Using Polars with UpSet Plots#
This example demonstrates how to use Polars DataFrames with UpSet plots. Polars is a fast DataFrame library written in Rust that can be used as an alternative to pandas.
First, let’s import the necessary libraries and create our sample data using Polars:
import altair_upset as au
import polars as pl
import numpy as np
# Create sample data with realistic social media usage patterns
np.random.seed(42)
n_users = 1000
# Generate binary data for each platform
platforms = ['Instagram', 'TikTok', 'Twitter', 'LinkedIn', 'Facebook']
probabilities = [0.8, 0.6, 0.5, 0.4, 0.7] # Probability of using each platform
# Create data using Polars
data_dict = {}
for platform, prob in zip(platforms, probabilities):
data_dict[platform] = np.random.choice([0, 1], size=n_users, p=[1-prob, prob])

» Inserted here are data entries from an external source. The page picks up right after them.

//! Flow orchestrator - drives a whole flow run and its bookkeeping

use crate::{
    core::{Flow, LogObserver, LogRecorder, Status},
    dispatch::JobDispatcher,
    execution::{
        context::RunContext,
        report::{FaultScope, RunReport},
        runner::ActionRunner,
        stage::StageExecutor,
    },
    notify::NotifierRegistry,
    persistence::{FlowRecord, FlowStore, RunRecord},
};
use chrono::{DateTime, Utc};
use std::sync::Arc;
use tracing::{error, info, warn};
use uuid::Uuid;

/// Events that can occur during a flow run
#[derive(Debug, Clone)]
pub enum FlowEvent {
    FlowStarted {
        execution_id: Uuid,
        uri: String,
    },
    StageStarted {
        index: usize,
        name: String,
    },
    StageFinished {
        index: usize,
        name: String,
        status: Status,
    },
    FlowFinished {
        execution_id: Uuid,
        status: Status,
    },
}

/// Type for event handlers
pub type EventHandler = Arc<dyn Fn(FlowEvent) + Send + Sync>;

/// Run-wide switches
#[derive(Debug, Clone, Copy, Default)]
pub struct RunOptions {
    /// Mirror flow-scope log lines to the observer
    pub verbose: bool,

    /// Prefix mirrored lines with their timestamp
    pub timestamp: bool,
}

/// Runs flows against a dispatcher, a store and a set of notifiers
pub struct FlowOrchestrator {
    stages: StageExecutor,
    store: Arc<dyn FlowStore>,
    notifiers: NotifierRegistry,
    options: RunOptions,
    observer: Option<Arc<dyn LogObserver>>,
    event_handlers: Vec<EventHandler>,
}

impl FlowOrchestrator {
    pub fn new(dispatcher: Arc<dyn JobDispatcher>, store: Arc<dyn FlowStore>) -> Self {
        Self {
            stages: StageExecutor::new(ActionRunner::new(dispatcher)),
            store,
            notifiers: NotifierRegistry::with_defaults(),
            options: RunOptions::default(),
            observer: None,
            event_handlers: Vec::new(),
        }
    }

    pub fn with_notifiers(mut self, notifiers: NotifierRegistry) -> Self {
        self.notifiers = notifiers;
        self
    }

    pub fn with_options(mut self, options: RunOptions) -> Self {
        self.options = options;
        self
    }

    /// Observer that receives verbose lines live
    pub fn with_observer(mut self, observer: Arc<dyn LogObserver>) -> Self {
        self.observer = Some(observer);
        self
    }

    /// Add an event handler
    pub fn on_event<F>(mut self, handler: F) -> Self
    where
        F: Fn(FlowEvent) + Send + Sync + 'static,
    {
        self.event_handlers.push(Arc::new(handler));
        self
    }

    fn emit_event(&self, event: FlowEvent) {
        for handler in &self.event_handlers {
            handler(event.clone());
        }
    }

    /// Run a flow to a terminal status
    ///
    /// Never fails: dispatch, persistence and notification errors end up in
    /// the flow's logs and in the fault trail of the returned report. Run
    /// statistics are recorded and receivers notified even when a stage fails.
    pub async fn run(&self, flow: &mut Flow) -> RunReport {
        let execution_id = Uuid::new_v4();
        let started_at = Utc::now();
        let recorder = LogRecorder::new(self.observer.clone(), self.options.timestamp);
        let mut ctx = RunContext::new(flow, recorder, self.options.verbose, self.store.clone());

        info!("Starting flow run: {} ({})", flow.uri, execution_id);
        self.emit_event(FlowEvent::FlowStarted {
            execution_id,
            uri: flow.uri.clone(),
        });

        // A flow without stages keeps its declared status
        if !flow.stages.is_empty() {
            flow.status = Status::Running;
            ctx.log(&format!("Flow [{}] status change to {}", flow.uri, flow.status))
                .await;
        }

        self.register(flow, &mut ctx).await;

        for (i, stage) in flow.stages.iter_mut().enumerate() {
            ctx.log(&format!("The Number [{}] stage is running: {}", i, stage.title))
                .await;
            self.emit_event(FlowEvent::StageStarted {
                index: i,
                name: stage.name.clone(),
            });

            let status = self.stages.run(stage, &ctx, i).await;
            flow.status = status;

            self.emit_event(FlowEvent::StageFinished {
                index: i,
                name: stage.name.clone(),
                status,
            });

            if status.halts_traversal() {
                info!("Stage {} ended with {}, stopping flow {}", stage.name, status, flow.uri);
                break;
            }
        }

        if !flow.stages.is_empty() {
            ctx.log(&format!("Flow [{}] status change to {}", flow.uri, flow.status))
                .await;
        }

        let finished_at = Utc::now();
        self.record_run(flow, &ctx, started_at, finished_at).await;
        self.notify_receivers(flow, &ctx).await;

        info!("Flow run finished: {} - {}", flow.uri, flow.status);
        self.emit_event(FlowEvent::FlowFinished {
            execution_id,
            status: flow.status,
        });

        RunReport {
            execution_id,
            flow_uri: flow.uri.clone(),
            status: flow.status,
            faults: ctx.into_faults(),
            started_at,
            finished_at,
        }
    }

    /// Store the definition and attach the persisted identity
    async fn register(&self, flow: &mut Flow, ctx: &mut RunContext) {
        let uri = match flow.resolve_uri() {
            Ok(uri) => uri,
            Err(e) => {
                error!("Flow {} has an invalid address: {}", flow.uri, e);
                ctx.log(&format!("Flow [{}] address error: {}", flow.uri, e)).await;
                ctx.record_fault(FaultScope::Definition, flow.uri.as_str(), e.to_string());
                return;
            }
        };

        let content = match flow.to_json() {
            Ok(content) => content,
            Err(e) => {
                ctx.log(&format!("Flow [{}] encode error: {}", flow.uri, e)).await;
                ctx.record_fault(FaultScope::Persistence, flow.uri.as_str(), e.to_string());
                return;
            }
        };

        let record = FlowRecord {
            namespace: uri.namespace,
            repository: uri.repository,
            name: uri.name,
            tag: flow.tag.clone(),
            title: flow.title.clone(),
            content,
            version: flow.version,
            timeout: flow.timeout,
        };

        match self.store.put_flow(&record).await {
            Ok(id) => {
                flow.id = Some(id);
                ctx.attach_identity(id).await;
            }
            Err(e) => {
                warn!("Failed to save flow {}: {:#}", flow.uri, e);
                ctx.log(&format!("Save flow [{}] error: {}", flow.uri, e)).await;
                ctx.record_fault(FaultScope::Persistence, flow.uri.as_str(), format!("{:#}", e));
            }
        }
    }

    /// Record start, end, sequence number and final status of this run
    async fn record_run(
        &self,
        flow: &mut Flow,
        ctx: &RunContext,
        started_at: DateTime<Utc>,
        ended_at: DateTime<Utc>,
    ) {
        let Some(flow_id) = flow.id else {
            ctx.log(&format!(
                "Flow [{}] has no stored identity, run data is not recorded",
                flow.uri
            ))
            .await;
            ctx.record_fault(
                FaultScope::Persistence,
                flow.uri.as_str(),
                "run data skipped: flow was not stored",
            );
            return;
        };

        let previous = match self.store.run_count(flow_id).await {
            Ok(count) => count,
            Err(e) => {
                warn!("Failed to count runs of {}: {:#}", flow.uri, e);
                ctx.log(&format!("Get flow [{}] numbers error: {}", flow.uri, e)).await;
                ctx.record_fault(FaultScope::Persistence, flow.uri.as_str(), format!("{:#}", e));
                0
            }
        };
        let number = previous + 1;
        flow.number = Some(number);

        let run = RunRecord {
            flow_id,
            number,
            status: flow.status,
            started_at,
            ended_at,
        };
        if let Err(e) = self.store.put_run(&run).await {
            warn!("Failed to record run {} of {}: {:#}", number, flow.uri, e);
            ctx.log(&format!("Save flow [{}] data error: {}", flow.uri, e)).await;
            ctx.record_fault(FaultScope::Persistence, flow.uri.as_str(), format!("{:#}", e));
        }
    }

    /// Deliver the final state to every receiver, one failure never stops the rest
    async fn notify_receivers(&self, flow: &Flow, ctx: &RunContext) {
        for receiver in &flow.receivers {
            match self.notifiers.notify(receiver, flow).await {
                Ok(()) => {
                    ctx.log(&format!(
                        "Notify receiver [{}] {} success",
                        receiver.kind, receiver.address
                    ))
                    .await;
                }
                Err(e) => {
                    warn!("Failed to notify {}: {}", receiver.address, e);
                    ctx.log(&format!("Notify User Error: {}", e)).await;
                    ctx.record_fault(
                        FaultScope::Notification,
                        receiver.address.as_str(),
                        e.to_string(),
                    );
                }
            }
        }
    }
}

data = pl.DataFrame(data_dict)
Basic UpSet Plot with Polars Data#
Create a simple UpSet plot using Polars DataFrame. Note that the UpSet plot function will automatically convert the Polars DataFrame to pandas internally:
# Convert Polars DataFrame to pandas for visualization
pandas_df = data.to_pandas()
au.UpSetAltair(
data=pandas_df,
sets=platforms,
title="Social Media Platform Usage",
subtitle="Distribution of user activity across social media platforms"
).chart
Working with Different Data Types#
Polars supports various data types that can be used with UpSet plots. Here’s an example using different data types:
# Create data with different types
mixed_data = pl.DataFrame({
'Instagram': pl.Series([1, 0, 1], dtype=pl.Boolean), # Boolean
'TikTok': pl.Series([1, 0, 1], dtype=pl.Int32), # Integer
'Twitter': pl.Series([1.0, 0.0, 1.0], dtype=pl.Float64) # Float
})
# Convert to pandas for visualization
mixed_pandas_df = mixed_data.to_pandas()
# All these types will be handled correctly in the UpSet plot
mixed_plot = au.UpSetAltair(
data=mixed_pandas_df,
sets=['Instagram', 'TikTok', 'Twitter'],
title="Mixed Data Types Example"
).chart
Performance Benefits#
When working with large datasets, you can leverage Polars’ fast data manipulation capabilities before creating the UpSet plot. Here’s an example of preprocessing data with Polars:
# Use Polars for fast data filtering
active_users = data.filter(
pl.col('Instagram') | pl.col('TikTok') | pl.col('Twitter')
).to_pandas()
au.UpSetAltair(
data=active_users,
sets=platforms,
title="Active Social Media Users",
subtitle="Users with at least one social media account"
).chart